Take from the material every line that contains the word "name".
- - - - -
//! Tantivy-backed index store.

use crate::models::{IndexRecord, SearchField, SearchHit, StoredRecord};
use crate::{IndexStore, StoreError, WriteTransaction};
use std::fs;
use std::path::PathBuf;
use tantivy::collector::{DocSetCollector, TopDocs};
use tantivy::query::{AllQuery, QueryParser};
use tantivy::schema::{
    Field, IndexRecordOption, Schema, TextFieldIndexing, TextOptions, STORED, STRING, TEXT,
};
use tantivy::tokenizer::{LowerCaser, RegexTokenizer, TextAnalyzer};
use tantivy::{doc, Directory, Document, Index, IndexReader, IndexWriter, ReloadPolicy, Term};
use tracing::debug;

/// Splits the keywords field on commas so each keyphrase is one term.
const KEYWORD_TOKENIZER: &str = "comma_keywords";
const WRITER_MEMORY_BUDGET: usize = 50_000_000;

#[derive(Debug, Clone, Copy)]
struct Fields {
    path: Field,
    modification_time: Field,
    keywords: Field,
    summary: Field,
    content: Field,
}

impl Fields {
    fn resolve(schema: &Schema) -> Result<Self, StoreError> {
        let get = |name: &'static str| {
            schema
                .get_field(name)
                .map_err(|_| StoreError::MissingField(name))
        };
        Ok(Self {
            path: get("path")?,
            modification_time: get("modification_time")?,
            keywords: get("keywords")?,
            summary: get("summary")?,
            content: get("content")?,
        })
    }

    fn searchable(&self, field: SearchField) -> Field {
        match field {
            SearchField::Content => self.content,
            SearchField::Summary => self.summary,
            SearchField::Keywords => self.keywords,
        }
    }
}

fn build_schema() -> Schema {
    let keyword_options = TextOptions::default()
        .set_indexing_options(
            TextFieldIndexing::default()
                .set_tokenizer(KEYWORD_TOKENIZER)
                .set_index_option(IndexRecordOption::WithFreqsAndPositions),
        )
        .set_stored();

    let mut schema_builder = Schema::builder();
    schema_builder.add_text_field("path", STRING | STORED);
    schema_builder.add_f64_field("modification_time", STORED);
    schema_builder.add_text_field("keywords", keyword_options);
    schema_builder.add_text_field("summary", TEXT | STORED);
    schema_builder.add_text_field("content", TEXT);
    schema_builder.build()
}

// Tokenizers are not persisted with the index and must be registered on every open.
fn register_tokenizers(index: &Index) -> Result<(), StoreError> {
    let analyzer = TextAnalyzer::builder(RegexTokenizer::new(r"[^,]+")?)
        .filter(LowerCaser)
        .build();
    index.tokenizers().register(KEYWORD_TOKENIZER, analyzer);
    Ok(())
}

pub struct TantivyStore {
    dir: PathBuf,
}

impl TantivyStore {
    pub fn new(dir: impl Into<PathBuf>) -> Self {
        Self { dir: dir.into() }
    }

    fn open(&self) -> Result<(Index, Fields), StoreError> {
        if !self.exists() {
            return Err(StoreError::NotFound(self.dir.clone()));
        }
        let index = Index::open_in_dir(&self.dir)?;
        register_tokenizers(&index)?;
        let fields = Fields::resolve(&index.schema())?;
        Ok((index, fields))
    }
}

// Readers are opened per call, so there is nothing to reload.
fn open_reader(index: &Index) -> Result<IndexReader, StoreError> {
    let reader = index
        .reader_builder()
        .reload_policy(ReloadPolicy::Manual)
        .try_into()?;
    Ok(reader)
}

impl IndexStore for TantivyStore {
    fn exists(&self) -> bool {
        self.dir.join("meta.json").is_file()
    }

    fn create(&self) -> Result<(), StoreError> {
        // Only an existing index is removed; a non-empty directory that holds
        // no index is left alone and the index is created next to its files.
        if self.exists() {
            fs::remove_dir_all(&self.dir)?;
        }
        fs::create_dir_all(&self.dir)?;
        let index = Index::create_in_dir(&self.dir, build_schema())?;
        index.directory().sync_directory()?;
        debug!(dir = %self.dir.display(), "created empty index");
        Ok(())
    }

    fn records(&self) -> Result<Vec<StoredRecord>, StoreError> {
        let (index, fields) = self.open()?;
        let reader = open_reader(&index)?;
        let searcher = reader.searcher();
        let addresses = searcher.search(&AllQuery, &DocSetCollector)?;
        let mut records = Vec::with_capacity(addresses.len());
        for address in addresses {
            let doc: Document = searcher.doc(address)?;
            let path = doc.get_first(fields.path).and_then(|v| v.as_text());
            let modification_time = doc
                .get_first(fields.modification_time)
                .and_then(|v| v.as_f64());
            match (path, modification_time) {
                (Some(path), Some(modification_time)) => records.push(StoredRecord {
                    path: path.to_string(),
                    modification_time,
                }),
                _ => debug!(?address, "skipping stored document without path or time"),
            }
        }
        records.sort_by(|a, b| a.path.cmp(&b.path));
        Ok(records)
    }

    fn begin(&self) -> Result<Box<dyn WriteTransaction + '_>, StoreError> {
        let (index, fields) = self.open()?;
        let writer: IndexWriter = index.writer_with_num_threads(1, WRITER_MEMORY_BUDGET)?;
        Ok(Box::new(TantivyTransaction {
            index,
            writer,
            fields,
        }))
    }

    fn search(
        &self,
        field: SearchField,
        query: &str,
        limit: usize,
    ) -> Result<Vec<SearchHit>, StoreError> {
        if limit == 0 {
            return Ok(Vec::new());
        }
        let (index, fields) = self.open()?;
        let reader = open_reader(&index)?;
        let searcher = reader.searcher();
        let parser = QueryParser::for_index(&index, vec![fields.searchable(field)]);
        let query = parser.parse_query(query)?;
        let top_docs = searcher.search(&query, &TopDocs::with_limit(limit))?;
        let mut hits = Vec::with_capacity(top_docs.len());
        for (score, address) in top_docs {
            let doc: Document = searcher.doc(address)?;
            let text = |f: Field| {
                doc.get_first(f)
                    .and_then(|v| v.as_text())
                    .unwrap_or_default()
                    .to_string()
            };
            hits.push(SearchHit {
                path: text(fields.path),
                score,
                modification_time: doc
                    .get_first(fields.modification_time)
                    .and_then(|v| v.as_f64())
                    .unwrap_or_default(),
                keywords: text(fields.keywords),
                summary: text(fields.summary),
            });
        }
        Ok(hits)
    }
}

struct TantivyTransaction {
    index: Index,
    writer: IndexWriter,
    fields: Fields,
}

impl WriteTransaction for TantivyTransaction {
    fn add_document(&mut self, record: IndexRecord) -> Result<(), StoreError> {
        let f = self.fields;
        self.writer.add_document(doc!(
            f.path => record.path,
            f.modification_time => record.modification_time,
            f.keywords => record.keywords,
            f.summary => record.summary,
            f.content => record.content
        ))?;
        Ok(())
    }

    fn delete_by_key(&mut self, path: &str) -> Result<(), StoreError> {
        // Deletes only affect documents added before this operation.
        self.writer
            .delete_term(Term::from_field_text(self.fields.path, path));
        Ok(())
    }

    fn commit(self: Box<Self>) -> Result<(), StoreError> {
        let TantivyTransaction {
            index, mut writer, ..
        } = *self;
        writer.commit()?;
        writer.wait_merging_threads()?;
        index.directory().sync_directory()?;
        Ok(())
    }
}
- - - - -
**Response below**
        let get = |name: &'static str| {
                .get_field(name)
                .map_err(|_| StoreError::MissingField(name))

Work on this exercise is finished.